Would be interesting to see some actual numbers. Right now, it's just
speculations. I know that there are ideas to do proactive compaction,
maybe that has a similar effect.

[...]

> 
>>>
>>>> There was some work on huge page ballooning in a paper I read. But once
>>>> the guest is out of huge pages to report, it would want to fallback to
>>>> smaller granularity (down to 4k, to create real memory pressure), where
>>>> you would end up in the very same situation you are right now. So it's -
>>>> IMHO - only of limited used.
>>>
>>> I wouldn't think it would be that limited of a use case. By having the
>>> balloon inflate with higher order pages you should be able to put more
>>> pressure on the guest to compact the memory and reduce fragmentation
>>> instead of increasing it. If you have the balloon flushing out the
>>> lower order pages it is sitting on when there is pressure it seems
>>> like it would be more likely to reduce fragmentation further.
>>
>> As we have balloon compaction in place and balloon pages are movable, I
>> guess fragmentation is not really an issue.
> 
> I'm not sure that is truly the case.

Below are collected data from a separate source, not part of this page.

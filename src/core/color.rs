use std::collections::BTreeSet;

use indexmap::IndexMap;
use serde::{Deserialize, Serialize};
use tracing::warn;

use crate::error::{ChartError, ChartResult};

/// Headroom applied to diverging bounds.
pub const DEFAULT_BUFFER_FACTOR: f64 = 1.1;

/// RGBA color in normalized 0..=1 channel values.
#[derive(Debug, Clone, Copy, PartialEq, Serialize, Deserialize)]
pub struct Color {
    pub red: f64,
    pub green: f64,
    pub blue: f64,
    pub alpha: f64,
}

impl Color {
    #[must_use]
    pub const fn rgba(red: f64, green: f64, blue: f64, alpha: f64) -> Self {
        Self {
            red,
            green,
            blue,
            alpha,
        }
    }

    #[must_use]
    pub const fn rgb(red: f64, green: f64, blue: f64) -> Self {
        Self::rgba(red, green, blue, 1.0)
    }

    /// Opaque color from a `0xRRGGBB` value.
    #[must_use]
    pub fn from_hex(hex: u32) -> Self {
        let channel = |shift: u32| f64::from((hex >> shift) & 0xff) / 255.0;
        Self::rgb(channel(16), channel(8), channel(0))
    }

    /// `#rrggbb` form, alpha dropped.
    #[must_use]
    pub fn to_hex_string(self) -> String {
        let channel = |value: f64| (value.clamp(0.0, 1.0) * 255.0).round() as u8;
        format!(
            "#{:02x}{:02x}{:02x}",
            channel(self.red),
            channel(self.green),
            channel(self.blue)
        )
    }

    #[must_use]
    pub fn lerp(self, other: Self, t: f64) -> Self {
        let mix = |a: f64, b: f64| a + (b - a) * t;
        Self::rgba(
            mix(self.red, other.red),
            mix(self.green, other.green),
            mix(self.blue, other.blue),
            mix(self.alpha, other.alpha),
        )
    }

    pub fn validate(self) -> ChartResult<()> {
        for (channel, value) in [
            ("red", self.red),
            ("green", self.green),
            ("blue", self.blue),
            ("alpha", self.alpha),
        ] {
            if !value.is_finite() || !(0.0..=1.0).contains(&value) {
                return Err(ChartError::InvalidData(format!(
                    "color channel `{channel}` must be finite and in [0, 1]"
                )));
            }
        }
        Ok(())
    }
}

/// Fill used for cells and bars without data.
pub const NO_DATA_COLOR: Color = Color::rgb(0.8, 0.8, 0.8);

const BLUES: &[u32] = &[
    0xf7fbff, 0xdeebf7, 0xc6dbef, 0x9ecae1, 0x6baed6, 0x4292c6, 0x2171b5, 0x08519c, 0x08306b,
];
const VIRIDIS: &[u32] = &[
    0x440154, 0x472d7b, 0x3b528b, 0x2c728e, 0x21918c, 0x28ae80, 0x5ec962, 0xaddc30, 0xfde725,
];
const RD_BU: &[u32] = &[
    0x67001f, 0xb2182b, 0xd6604d, 0xf4a582, 0xfddbc7, 0xf7f7f7, 0xd1e5f0, 0x92c5de, 0x4393c3,
    0x2166ac, 0x053061,
];
const PU_OR: &[u32] = &[
    0x7f3b08, 0xb35806, 0xe08214, 0xfdb863, 0xfee0b6, 0xf7f7f7, 0xd8daeb, 0xb2abd2, 0x8073ac,
    0x542788, 0x2d004b,
];
const CATEGORY10: &[u32] = &[
    0x1f77b4, 0xff7f0e, 0x2ca02c, 0xd62728, 0x9467bd, 0x8c564b, 0xe377c2, 0x7f7f7f, 0xbcbd22,
    0x17becf,
];

/// Piecewise-linear color ramps.
#[derive(Debug, Clone, Copy, PartialEq, Eq, Default, Serialize, Deserialize)]
pub enum ColorScheme {
    Blues,
    Viridis,
    #[default]
    RdBu,
    PuOr,
}

impl ColorScheme {
    fn stops(self) -> &'static [u32] {
        match self {
            Self::Blues => BLUES,
            Self::Viridis => VIRIDIS,
            Self::RdBu => RD_BU,
            Self::PuOr => PU_OR,
        }
    }

    #[must_use]
    pub fn is_diverging(self) -> bool {
        matches!(self, Self::RdBu | Self::PuOr)
    }

    /// Color at `t`, clamped into `[0, 1]`; NaN maps to the midpoint.
    #[must_use]
    pub fn interpolate(self, t: f64) -> Color {
        let stops = self.stops();
        let t = if t.is_nan() { 0.5 } else { t.clamp(0.0, 1.0) };
        let segments = stops.len() - 1;
        let scaled = t * segments as f64;
        let index = (scaled.floor() as usize).min(segments - 1);
        let local = scaled - index as f64;
        Color::from_hex(stops[index]).lerp(Color::from_hex(stops[index + 1]), local)
    }

    #[must_use]
    pub fn midpoint(self) -> Color {
        self.interpolate(0.5)
    }
}

/// How a value set is turned into a color domain.
#[derive(Debug, Clone, Copy, PartialEq, Eq, Default, Serialize, Deserialize)]
pub enum ColorMode {
    /// `[min, max]` of the values.
    #[default]
    Absolute,
    /// Symmetric around zero, for percentage changes.
    Diverging,
}

#[derive(Debug, Clone, Copy, PartialEq, Eq, Serialize, Deserialize)]
pub enum DomainKind {
    Sequential,
    Diverging,
}

/// Numeric domain of a color scale.
///
/// Diverging domains are stored as `(bound, -bound)`: positive values land
/// at the start of the interpolator and negative values at its end.
#[derive(Debug, Clone, Copy, PartialEq, Serialize, Deserialize)]
pub struct ColorDomain {
    pub kind: DomainKind,
    pub bounds: (f64, f64),
}

impl ColorDomain {
    #[must_use]
    pub fn from_values<I>(values: I, mode: ColorMode) -> Self
    where
        I: IntoIterator<Item = f64>,
    {
        match mode {
            ColorMode::Absolute => Self::sequential(values),
            ColorMode::Diverging => Self::diverging_with(values, DEFAULT_BUFFER_FACTOR),
        }
    }

    /// Like [`Self::from_values`] with an explicit diverging headroom factor.
    pub fn from_values_buffered<I>(values: I, mode: ColorMode, buffer: f64) -> ChartResult<Self>
    where
        I: IntoIterator<Item = f64>,
    {
        validate_buffer_factor(buffer)?;
        Ok(match mode {
            ColorMode::Absolute => Self::sequential(values),
            ColorMode::Diverging => Self::diverging_with(values, buffer),
        })
    }

    fn sequential<I>(values: I) -> Self
    where
        I: IntoIterator<Item = f64>,
    {
        let mut min = f64::INFINITY;
        let mut max = f64::NEG_INFINITY;
        for value in values.into_iter().filter(|value| value.is_finite()) {
            min = min.min(value);
            max = max.max(value);
        }
        let bounds = if min > max {
            warn!("color domain has no finite values, collapsing to [0, 0]");
            (0.0, 0.0)
        } else {
            (min, max)
        };
        Self {
            kind: DomainKind::Sequential,
            bounds,
        }
    }

    fn diverging_with<I>(values: I, buffer: f64) -> Self
    where
        I: IntoIterator<Item = f64>,
    {
        let max_abs = values
            .into_iter()
            .filter(|value| value.is_finite())
            .fold(0.0_f64, |acc, value| acc.max(value.abs()));
        let bound = (max_abs * buffer).ceil();
        if bound == 0.0 {
            warn!("diverging color domain is empty, collapsing to [0, 0]");
        }
        Self {
            kind: DomainKind::Diverging,
            bounds: (bound, -bound),
        }
    }

    #[must_use]
    pub fn is_degenerate(self) -> bool {
        self.bounds.0 == self.bounds.1
    }

    /// Position of `value` along the interpolator.
    ///
    /// Degenerate domains and non-finite values sit at the midpoint. Values
    /// outside the domain are clamped.
    #[must_use]
    pub fn normalize(self, value: f64) -> f64 {
        let (start, end) = self.bounds;
        if self.is_degenerate() || !value.is_finite() {
            return 0.5;
        }
        ((value - start) / (end - start)).clamp(0.0, 1.0)
    }

    /// `count` evenly spaced values from `bounds.0` to `bounds.1`.
    #[must_use]
    pub fn legend_values(self, count: usize) -> Vec<f64> {
        let (start, end) = self.bounds;
        match count {
            0 => Vec::new(),
            1 => vec![(start + end) / 2.0],
            _ => (0..count)
                .map(|i| start + (end - start) * i as f64 / (count - 1) as f64)
                .collect(),
        }
    }
}

pub(crate) fn validate_buffer_factor(buffer: f64) -> ChartResult<()> {
    if !buffer.is_finite() || buffer <= 0.0 {
        return Err(ChartError::InvalidConfig(format!(
            "color buffer factor must be finite and > 0, got {buffer}"
        )));
    }
    Ok(())
}

/// A color domain bound to a scheme; shared by chart cells and the legend.
#[derive(Debug, Clone, Copy, PartialEq, Serialize, Deserialize)]
pub struct ColorScale {
    pub domain: ColorDomain,
    pub scheme: ColorScheme,
}

impl ColorScale {
    #[must_use]
    pub fn new(domain: ColorDomain, scheme: ColorScheme) -> Self {
        Self { domain, scheme }
    }

    #[must_use]
    pub fn color(self, value: f64) -> Color {
        self.scheme.interpolate(self.domain.normalize(value))
    }

    /// Missing values get [`NO_DATA_COLOR`].
    #[must_use]
    pub fn color_or_no_data(self, value: Option<f64>) -> Color {
        value.map_or(NO_DATA_COLOR, |value| self.color(value))
    }

    /// `(value, color)` pairs for a legend, from `bounds.0` to `bounds.1`.
    #[must_use]
    pub fn legend_stops(self, count: usize) -> Vec<(f64, Color)> {
        self.domain
            .legend_values(count)
            .into_iter()
            .map(|value| (value, self.color(value)))
            .collect()
    }
}

/// Stable category → palette slot assignment.
///
/// Names are sorted before slots are handed out so a category keeps its
/// color whenever the same set is selected.
#[derive(Debug, Clone, PartialEq, Eq, Default, Serialize, Deserialize)]
pub struct CategoryPalette {
    slots: IndexMap<String, usize>,
}

impl CategoryPalette {
    #[must_use]
    pub fn new<I, S>(categories: I) -> Self
    where
        I: IntoIterator<Item = S>,
        S: Into<String>,
    {
        let sorted: BTreeSet<String> = categories.into_iter().map(Into::into).collect();
        let slots = sorted
            .into_iter()
            .enumerate()
            .map(|(slot, category)| (category, slot % CATEGORY10.len()))
            .collect();
        Self { slots }
    }

    #[must_use]
    pub fn slot(&self, category: &str) -> Option<usize> {
        self.slots.get(category).copied()
    }

    #[must_use]
    pub fn color(&self, category: &str) -> Option<Color> {
        self.slot(category).map(|slot| Color::from_hex(CATEGORY10[slot]))
    }

    #[must_use]
    pub fn len(&self) -> usize {
        self.slots.len()
    }

    #[must_use]
    pub fn is_empty(&self) -> bool {
        self.slots.is_empty()
    }

    /// Categories in slot order.
    pub fn categories(&self) -> impl Iterator<Item = &str> {
        self.slots.keys().map(String::as_str)
    }
}
use chrono::{Datelike, NaiveDate};
use serde::{Deserialize, Serialize};

use crate::core::primitives::{date_to_unix_seconds, unix_seconds_to_date};
use crate::core::scale::{ContinuousScale, LinearScale, extent_or_fallback};
use crate::error::ChartResult;

/// Span used when a time extent collapses to a single month.
const SINGLE_MONTH_SPAN_SECONDS: f64 = 30.0 * 86_400.0;

/// Candidate year intervals for axis ticks, smallest first.
const YEAR_TICK_STEPS: [i32; 8] = [1, 2, 5, 10, 20, 25, 50, 100];
/// Candidate month intervals for axis ticks on short spans.
const MONTH_TICK_STEPS: [u32; 4] = [1, 2, 3, 6];

/// Time axis over Unix seconds, linear in elapsed time.
#[derive(Debug, Clone, Copy, PartialEq, Serialize, Deserialize)]
pub struct TimeScale {
    linear: LinearScale,
}

impl TimeScale {
    pub fn new(start: NaiveDate, end: NaiveDate, range: (f64, f64)) -> ChartResult<Self> {
        Self::from_seconds(
            (date_to_unix_seconds(start), date_to_unix_seconds(end)),
            range,
        )
    }

    pub fn from_seconds(domain: (f64, f64), range: (f64, f64)) -> ChartResult<Self> {
        Ok(Self {
            linear: LinearScale::new(domain, range)?,
        })
    }

    /// Fits the domain to the date extent; a single month is widened to a
    /// month-long span and no dates fall back to `[0, 1]`.
    pub fn from_dates<I>(dates: I, range: (f64, f64)) -> ChartResult<Self>
    where
        I: IntoIterator<Item = NaiveDate>,
    {
        let domain = extent_or_fallback(
            dates.into_iter().map(date_to_unix_seconds),
            SINGLE_MONTH_SPAN_SECONDS,
        );
        Self::from_seconds(domain, range)
    }

    #[must_use]
    pub fn linear(self) -> LinearScale {
        self.linear
    }

    #[must_use]
    pub fn map_date(self, date: NaiveDate) -> f64 {
        self.linear.map(date_to_unix_seconds(date))
    }

    #[must_use]
    pub fn invert_to_date(self, pixel: f64) -> Option<NaiveDate> {
        unix_seconds_to_date(self.linear.invert(pixel))
    }

    /// Calendar-aligned tick dates inside the domain, at most `max_count`.
    ///
    /// Spans of two years or more tick on January 1 at a round year step;
    /// shorter spans tick on month starts.
    #[must_use]
    pub fn ticks(self, max_count: usize) -> Vec<NaiveDate> {
        let max_count = max_count.max(1);
        let (start, end) = self.linear.domain();
        let (Some(first), Some(last)) = (unix_seconds_to_date(start), unix_seconds_to_date(end))
        else {
            return Vec::new();
        };

        let years = last.year() - first.year();
        if years >= 2 {
            let step = YEAR_TICK_STEPS
                .iter()
                .copied()
                .find(|step| (years / step + 1) as usize <= max_count)
                .unwrap_or(100);
            let mut year = first.year().div_euclid(step) * step;
            let mut ticks = Vec::new();
            while year <= last.year() {
                if let Some(date) = NaiveDate::from_ymd_opt(year, 1, 1) {
                    if date >= first && date <= last {
                        ticks.push(date);
                    }
                }
                year += step;
            }
            return ticks;
        }

        let months = (last.year() - first.year()) * 12 + last.month() as i32 - first.month() as i32;
        let step = MONTH_TICK_STEPS
            .iter()
            .copied()
            .find(|step| (months / *step as i32 + 1) as usize <= max_count)
            .unwrap_or(12);
        let mut ticks = Vec::new();
        let mut cursor = NaiveDate::from_ymd_opt(first.year(), first.month(), 1);
        while let Some(date) = cursor {
            if date > last {
                break;
            }
            if date >= first && (date.month0() % step) == 0 {
                ticks.push(date);
            }
            cursor = date.checked_add_months(chrono::Months::new(1));
        }
        ticks
    }
}

impl ContinuousScale for TimeScale {
    fn map(&self, value: f64) -> f64 {
        self.linear.map(value)
    }

    fn invert(&self, pixel: f64) -> f64 {
        self.linear.invert(pixel)
    }

    fn domain(&self) -> (f64, f64) {
        self.linear.domain()
    }

    fn range(&self) -> (f64, f64) {
        self.linear.range()
    }

    fn with_domain(&self, start: f64, end: f64) -> ChartResult<Self> {
        Ok(Self {
            linear: self.linear.with_domain(start, end)?,
        })
    }
}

My concern is that by allocating
> the 4K pages we are breaking up the higher order pages and we aren't
> necessarily guaranteed to obtain all pieces of the higher order page
> when we break it up. As a result we could end up causing the THP pages
> to be broken up and scattered between the balloon and other consumers

We are allocating movable memory. We should be working on/creating
movable pageblocks. Yes, other concurrent allcoations can race with the
allocation. But after all, they are likely movable as well (because they
are allocating from a movable pageblock) and we do have compaction in
place. There are corner cases but in don't think they are very relevant.

[...]

>> Especially page compaction/migration in the guest might be tricky. AFAIK
>> it only works on oder-0 pages. E.g., whenever you allocated a
>> higher-order page in the guest and reported it to your hypervisor, you
>> want to split it into separate order-0 pages before adding them to the
>> balloon list. Otherwise, you won't be able to tag them as movable and
>> handle them via the existing balloon compaction framework - and that
>> would be a major step backwards, because you would be heavily
>> fragmenting your guest (and even turning MAX_ORDER - 1 into unmovable
>> pages means that memory offlining/alloc_contig_range() users won't be
>> able to move such pages around anymore).
> 
> Yes, from what I can tell compaction will not touch anything that is
> pageblock size or larger. I am not sure if that is an issue or not.
> 
> For migration is is a bit of a different story. It looks like there is
> logic in place for migrating huge and transparent huge pages, but not
> higher order pages. I'll have to take a look through the code some
> more to see just how difficult it would be to support migrating a 2M
> page. I can probably make it work if I just configure it as a
> transparent huge page with the appropriate flags and bits in the page
> being set.

Note: With virtio-balloon you actually don't necessarily want to migrate
the higher-order page. E.g., migrating a higher-order page might fail
because there is no migration target available. Instead, you would want
"migrate" to multiple smaller pieces. This is esp., interesting for
alloc_contig_range() users. Something that the current 4k pages can
handle just nicely.

> 
>> But then, the balloon compaction will result in single 4k pages getting
>> moved and deflated+inflated. Once you have order-0 pages in your list,
>> deflating higher-order pages becomes trickier.
> 
> I probably wouldn't want to maintain them as individual lists. In my
> mind it would make more sense to have two separate lists with separate
> handlers for each. Then in the event of something such as a deflate we
> could choose what we free based on the number of pages we need to
> free. That would allow us to deflate the balloon quicker in the case
> of a low-memory condition which should improve our responsiveness. In
> addition with the driver sitting on a reserve of higher-order pages it
> could help to alleviate fragmentation in such a case as well since it
> could release larger contiguous blocks of memory.
> 
>> E.g., have a look at the vmware balloon (drivers/misc/vmw_balloon.c). It
>> will allocate either 4k or 2MB pages, but won't be able to handle them
>> for balloon compaction. They don't even bother about other granularity.
>>
>>
>> Long story short: Inflating higher-order pages could be good for
>> inflation performance in some setups, but I think you'll have to fall
>> back to lower-order allocations +  balloon compaction on 4k.
> 
> I'm not entirely sure that is the case. It seems like with a few
> tweaks to things we could look at doing something like splitting the
> balloon so that we have a 4K and a 2M balloon. At that point it would
> just be a matter of registering a pair of address space handlers so
> that the 2M balloons are handled correctly if there is a request to
> migrate their memory. As far as compaction that is another story since
> it looks like 2M pages will not be compacted.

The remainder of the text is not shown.